| Semester and Year | SP 2010 |
| Course Number | ELEC-GG2622 |
| Section | 001 |
| Instructor | Peder Anker |
| Days | Wed |
| Time | 6:20 PM - 9:00 PM |
| Units | 4.0 |
| Level | G |
| Foundation Requirement |
Open to qualified undergraduates with the permission of the instructor, Peder Anker (pja7@nyu.edu).
This history of architectural attempts to live in harmony with nature starts with turn of the century admirations for the health of primitivism and ends with the cyber punks designing new environments online. The course will first review philosophers' arguments in favor of healthy living in primitive huts, back-to-nature lovers' efforts to live according to their teaching, and the wilderness tourist industry's ability to benefit from it. The next meetings focus on various modernist schemes for healthy homes in harmony with nature, and why these attempts often failed.

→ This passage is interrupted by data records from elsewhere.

use std::path::PathBuf;

use clap::Parser;
use tinvest_sheets::config::{CliSettings, ExportConfig};
use tinvest_sheets::import::{self, ImportOptions};
use tinvest_sheets::io::auth::{DEFAULT_TOKEN_CACHE, InstalledAppFlow, TokenProvider};
use tinvest_sheets::io::sheets::GoogleSheets;
use tinvest_sheets::publish::{PublishOptions, Publisher};
use tinvest_sheets::store::{self, DEFAULT_DATABASE, settings};
use tinvest_sheets::{ExportError, Result};
use tracing_subscriber::EnvFilter;

fn main() {
    let cli = Cli::parse();
    if let Err(error) = init_logging().and_then(|()| run(cli)) {
        eprintln!("error: {error}");
        std::process::exit(1);
    }
}

fn init_logging() -> Result<()> {
    let filter = EnvFilter::try_from_default_env().unwrap_or_else(|_| EnvFilter::new("info"));
    tracing_subscriber::fmt()
        .with_env_filter(filter)
        .with_writer(std::io::stderr)
        .try_init()
        .map_err(|err| ExportError::Logging(err.to_string()))
}

fn run(cli: Cli) -> Result<()> {
    let invocation = cli.settings();

    if cli.store_args {
        let mut conn = store::open(&cli.database)?;
        let written = settings::store_settings(&mut conn, invocation.entries())?;
        tracing::info!(written, "settings stored");
    }

    let persisted = {
        let conn = store::open(&cli.database)?;
        settings::read_settings(&conn)?
    };
    let config = ExportConfig::resolve(&invocation, &persisted)?;

    if !cli.file_name.exists() {
        return Err(ExportError::MissingInput(cli.file_name));
    }

    let imported = import::import_report(
        &cli.file_name,
        &cli.database,
        ImportOptions { fresh: cli.fresh },
    )?;
    println!("{}\nExcel to SQLite export\n{}", "=".repeat(30), "=".repeat(30));
    println!("{imported}\n");

    let token = InstalledAppFlow::new(&config.credentials, &cli.token_cache)?.access_token()?;
    let api = GoogleSheets::new(token)?;
    let published = Publisher::new(
        &api,
        &config,
        PublishOptions {
            format_currency: cli.format_currency,
        },
    )
    .publish(&cli.database)?;

    println!(
        "sheets created: {}, sheets updated: {}, rows appended: {}",
        published.sheets_created, published.sheets_updated, published.rows_appended
    );
    Ok(())
}

#[derive(Parser)]
#[command(
    author,
    version,
    about = "Export transactions from a Tinkoff Investments Excel report to Google Sheets.",
    long_about = "Export transactions from a Tinkoff Investments Excel report to Google Sheets. \
                  Provide the spreadsheet id and the credentials file, either on the command \
                  line or once with --store-args-to-db."
)]
struct Cli {
    /// Path to the Tinkoff Investments broker report (.xlsx).
    #[arg(value_name = "FILE_NAME")]
    file_name: PathBuf,

    /// Path to the OAuth client credentials.json for the Google API.
    #[arg(short, long)]
    credentials: Option<PathBuf>,

    /// Id of the Google spreadsheet receiving the transactions.
    #[arg(short = 'i', long)]
    spreadsheet_id: Option<String>,

    /// Id of the RUB template sheet inside the target spreadsheet.
    #[arg(long)]
    rub_sheet_id: Option<String>,

    /// Id of the USD template sheet inside the target spreadsheet.
    #[arg(long)]
    usd_sheet_id: Option<String>,

    /// Persist the supplied arguments for later runs.
    #[arg(long = "store-args-to-db")]
    store_args: bool,

    /// SQLite database holding transactions and settings.
    #[arg(long, default_value = DEFAULT_DATABASE)]
    database: PathBuf,

    /// File caching the Google access token.
    #[arg(long, default_value = DEFAULT_TOKEN_CACHE)]
    token_cache: PathBuf,

    /// Delete previously imported transactions before importing.
    #[arg(long)]
    fresh: bool,

    /// Apply currency number formats to the appended price and sum columns.
    #[arg(long)]
    format_currency: bool,
}

impl Cli {
    fn settings(&self) -> CliSettings {
        CliSettings {
            file_name: Some(self.file_name.clone()),
            spreadsheet_id: self.spreadsheet_id.clone(),
            credentials: self.credentials.clone(),
            rub_sheet_id: self.rub_sheet_id.clone(),
            usd_sheet_id: self.usd_sheet_id.clone(),
            store_args: self.store_args,
        }
    }
}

The rest of the course is devoted to topics such as building ideal ecosystems for astronauts in outer space, efforts to bring space technologies (such as solar cell panels) back to Earth, alternative environmental designs of the counterculture, cyber environments, sick building syndrome, biomimetics, earth art, and other attempts to design with nature. The class will study film and artwork, and include readings by designers such as Walter Gropius, Richard Buckminster Fuller, Ian McHarg, Jon Todd, as well as scientists and commentators such as Julian Huxley, Eugene Odum, and Stewart Brand.